С того мгновения, когда мы стали второстепенной державой, которая должна включиться в какую-либо систему, остается вопрос, какой союз Франции полезнее для страны и для Европы. Я никогда не отделял друг от друга обе эти цели, которые для меня могли быть только одной единой целью.
Немецкая система казалась мне выгоднее в сравнении с другими, так как у Америки, Британской империи, Российской империи слишком много своих собственных интересов – и слишком много интересов вне Европы, чтобы они могли бы взять на себя ответственность также и за эту Европу.
Или же они разделят Европу: это как раз и происходит. Я же, напротив, хотел достичь единства Европы от Варшавы до Парижа, от Хельсинки до Лиссабона. Только соглашение между Германской империей, первой и центральной державой с сильным промышленным и экономическим потенциалом, и остальными континентальными нациями могло бы поддержать это единство.
Германия представляла себе это соглашение как немецкую гегемонию. Я принял эту гегемонию, как я принял французскую и английскую в Женеве, ради европейского единства.
По этому пункту я часто менял свое мнение; временами я сильно критиковал идею гегемонии и предпочитал ей идею федерации. В другой раз я думал, что одна идея связана с другой: не бывает жизнеспособной федерации без гегемонии, не бывает и жизнеспособной гегемонии без федерации.
На основе этих общих представлений я принял принцип коллаборационизма.
Я в 1940 году прибыл в Париж, с твердой решимостью, и хорошо осознавая то, что я на долгое время порву с самой большой частью французского общественного мнения.
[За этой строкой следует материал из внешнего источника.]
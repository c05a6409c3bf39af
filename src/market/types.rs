use serde::{Deserialize, Serialize};

/// Normalized daily quote for one symbol.
#[derive(Debug, Clone, Serialize)]
#[serde(rename_all = "camelCase")]
pub struct StockQuote {
    pub symbol: String,
    pub price: f64,
    pub change: f64,
    pub change_percent: f64,
    pub previous_close: f64,
    pub open: f64,
    pub high: f64,
    pub low: f64,
    pub volume: u64,
    pub date: String,
}

/// Alpha Vantage GLOBAL_QUOTE payload, numbered field names and all.
#[derive(Debug, Deserialize)]
pub struct GlobalQuoteResponse {
    #[serde(rename = "Global Quote", default)]
    pub quote: Option<RawQuote>,
}

/// All quote fields arrive as strings; `change percent` carries a
/// trailing `%`.
#[derive(Debug, Default, Deserialize)]
pub struct RawQuote {
    #[serde(rename = "01. symbol", default)]
    pub symbol: String,
    #[serde(rename = "02. open", default)]
    pub open: String,
    #[serde(rename = "03. high", default)]
    pub high: String,
    #[serde(rename = "04. low", default)]
    pub low: String,
    #[serde(rename = "05. price", default)]
    pub price: String,
    #[serde(rename = "06. volume", default)]
    pub volume: String,
    #[serde(rename = "07. latest trading day", default)]
    pub latest_trading_day: String,
    #[serde(rename = "08. previous close", default)]
    pub previous_close: String,
    #[serde(rename = "09. change", default)]
    pub change: String,
    #[serde(rename = "10. change percent", default)]
    pub change_percent: String,
}

impl RawQuote {
    /// Unknown symbols come back as an empty quote object.
    pub fn into_quote(self) -> Option<StockQuote> {
        if self.symbol.is_empty() {
            return None;
        }

        Some(StockQuote {
            symbol: self.symbol,
            price: parse_num(&self.price),
            change: parse_num(&self.change),
            change_percent: parse_num(self.change_percent.trim_end_matches('%')),
            previous_close: parse_num(&self.previous_close),
            open: parse_num(&self.open),
            high: parse_num(&self.high),
            low: parse_num(&self.low),
            volume: self.volume.parse().unwrap_or(0),
            date: self.latest_trading_day,
        })
    }
}

fn parse_num(s: &str) -> f64 {
    s.parse().unwrap_or(0.0)
}
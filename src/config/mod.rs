mod types;

pub use types::*;

use crate::Result;
use std::env;
use tracing::debug;

pub async fn load() -> Result<Config> {
    let config_path = env::var("CONFIG_PATH").unwrap_or_else(|_| "config.yaml".to_string());

    debug!("Loading configuration from: {}", config_path);

    let mut config = match tokio::fs::read_to_string(&config_path).await {
        Ok(config_str) => serde_yaml::from_str(&config_str)?,
        Err(e) if e.kind() == std::io::ErrorKind::NotFound => {
            debug!("No config file at {}, using defaults", config_path);
            Config::default()
        }
        Err(e) => return Err(e.into()),
    };

    apply_env_overrides(&mut config);

    Ok(config)
}

// Credentials come from the environment when present. They are only
// validated on first use, never at startup.
fn apply_env_overrides(config: &mut Config) {
    if let Ok(key) = env::var("GEMINI_API_KEY") {
        config.llm.api_key = key;
    }
    if let Ok(key) = env::var("NEWS_API_KEY") {
        config.news.api_key = key;
    }
    if let Ok(key) = env::var("ALPHA_VANTAGE_API_KEY") {
        config.market.api_key = key;
    }
}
Я в полной мере осознавал все неприятности, которые я навлеку этим на себя, проникающие глубоко в сердце неприятности; но вопреки моим страхам и моим отступлениям я принудил себя сделать то, что считал своим долгом.
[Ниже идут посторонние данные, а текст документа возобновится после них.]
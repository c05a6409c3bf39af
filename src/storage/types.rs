use crate::sentiment::Sentiment;
use chrono::{DateTime, Utc};
use serde::{Deserialize, Serialize};

/// One persisted article judgment.
#[derive(Debug, Clone, Serialize, Deserialize)]
pub struct SentimentRecord {
    pub id: Option<i64>,
    pub symbol: String,
    pub title: String,
    pub sentiment: Sentiment,
    pub created_at: DateTime<Utc>,
}

impl SentimentRecord {
    pub fn new(symbol: String, title: String, sentiment: Sentiment) -> Self {
        Self {
            id: None,
            symbol,
            title,
            sentiment,
            created_at: Utc::now(),
        }
    }
}

/// Aggregate row for the distribution query.
#[derive(Debug, Clone, Serialize, Deserialize)]
pub struct SentimentCount {
    pub sentiment: Sentiment,
    pub count: u64,
}
mod analyzer;
mod label;

pub use analyzer::{Article, ArticleSentiment, SentimentAnalyzer};
pub use label::{Sentiment, classify};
Тремя существенными идеями, которые я всегда подчеркивал и постоянно совершенствовал, были:
1) Коллаборационизм между Германской империей и Францией мог рассматриваться только в качестве одного из аспектов европейской ситуации. Речь шла не только о Франции, но также и обо всех других странах. Речь шла не об особенном союзе, а об элементе всей системы. Потому здесь не было никаких эмоциональных элементов. Я никогда не был германофилом, я говорил это громко и отчетливо. И я сохранил в себе всю мою особую симпатию к английскому гению, с которым я был гораздо лучше знаком.
2) Я решительно старался сохранить свой критический ум, и я могу сказать, что я сделал это как можно лучше и даже за пределом возможного – по отношению к немецкой системе, как и по отношению к британской, американской или русской.
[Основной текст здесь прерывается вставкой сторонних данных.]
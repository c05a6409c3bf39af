use chrono::{DateTime, Utc};
use serde::{Deserialize, Serialize};

/// Article as returned by NewsAPI. Field names stay camelCase on the wire.
#[derive(Debug, Clone, Serialize, Deserialize)]
#[serde(rename_all = "camelCase")]
pub struct NewsArticle {
    pub title: String,
    #[serde(default)]
    pub description: Option<String>,
    pub url: String,
    pub source: NewsSource,
    #[serde(default)]
    pub published_at: Option<DateTime<Utc>>,
    #[serde(default, skip_serializing_if = "Option::is_none")]
    pub url_to_image: Option<String>,
}

#[derive(Debug, Clone, Serialize, Deserialize)]
pub struct NewsSource {
    pub name: String,
}

#[derive(Debug, Deserialize)]
pub struct NewsApiResponse {
    #[serde(default)]
    pub articles: Vec<NewsArticle>,
}

#[cfg(test)]
mod tests {
    use super::*;
    use pretty_assertions::assert_eq;
    use serde_json::json;

    #[test]
    fn parses_news_api_payload() {
        let payload = json!({
            "status": "ok",
            "totalResults": 1,
            "articles": [{
                "source": {"id": null, "name": "Reuters"},
                "author": "Jane Doe",
                "title": "Fed raises rates",
                "description": "Markets react sharply",
                "url": "https://example.com/fed",
                "urlToImage": "https://example.com/fed.jpg",
                "publishedAt": "2024-06-01T12:30:00Z",
                "content": "..."
            }]
        });

        let response: NewsApiResponse = serde_json::from_value(payload).unwrap();

        assert_eq!(response.articles.len(), 1);
        let article = &response.articles[0];
        assert_eq!(article.title, "Fed raises rates");
        assert_eq!(article.description.as_deref(), Some("Markets react sharply"));
        assert_eq!(article.source.name, "Reuters");
        assert!(article.published_at.is_some());
        assert_eq!(
            article.url_to_image.as_deref(),
            Some("https://example.com/fed.jpg")
        );
    }

    #[test]
    fn missing_articles_key_is_empty() {
        let response: NewsApiResponse = serde_json::from_value(json!({"status": "ok"})).unwrap();
        assert!(response.articles.is_empty());
    }

    #[test]
    fn tolerates_missing_optional_fields() {
        let payload = json!({
            "articles": [{
                "source": {"name": "AP"},
                "title": "Quiet day on the markets",
                "url": "https://example.com/quiet"
            }]
        });

        let response: NewsApiResponse = serde_json::from_value(payload).unwrap();
        let article = &response.articles[0];

        assert_eq!(article.description, None);
        assert_eq!(article.published_at, None);
        assert_eq!(article.url_to_image, None);
    }
}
Я сразу увидел, что подавляющее большинство немцев не понимало масштаб задачи и новизну средств, которых она требовала.
3) Также в то время, когда я включился в систему унификации и подчинения, которая удовлетворяла или должна была удовлетворять мои интернациональные, европейские идеи, я собирался защищать французскую автономию, и для этого у меня были очень ясные представления о внутренней политике, с помощью которой должна была осуществляться эта защита Франции.
Какими средствами я пользовался, чтобы воплотить эти общие идеи? Давайте оставим область отвлеченного и абстрактного, и обратимся к личному поведению.
8.3. Я, интеллектуал
Я, в середине своей жизни, с полным сознанием вел себя так, как это соответствовало моему представлению об обязанностях интеллектуала.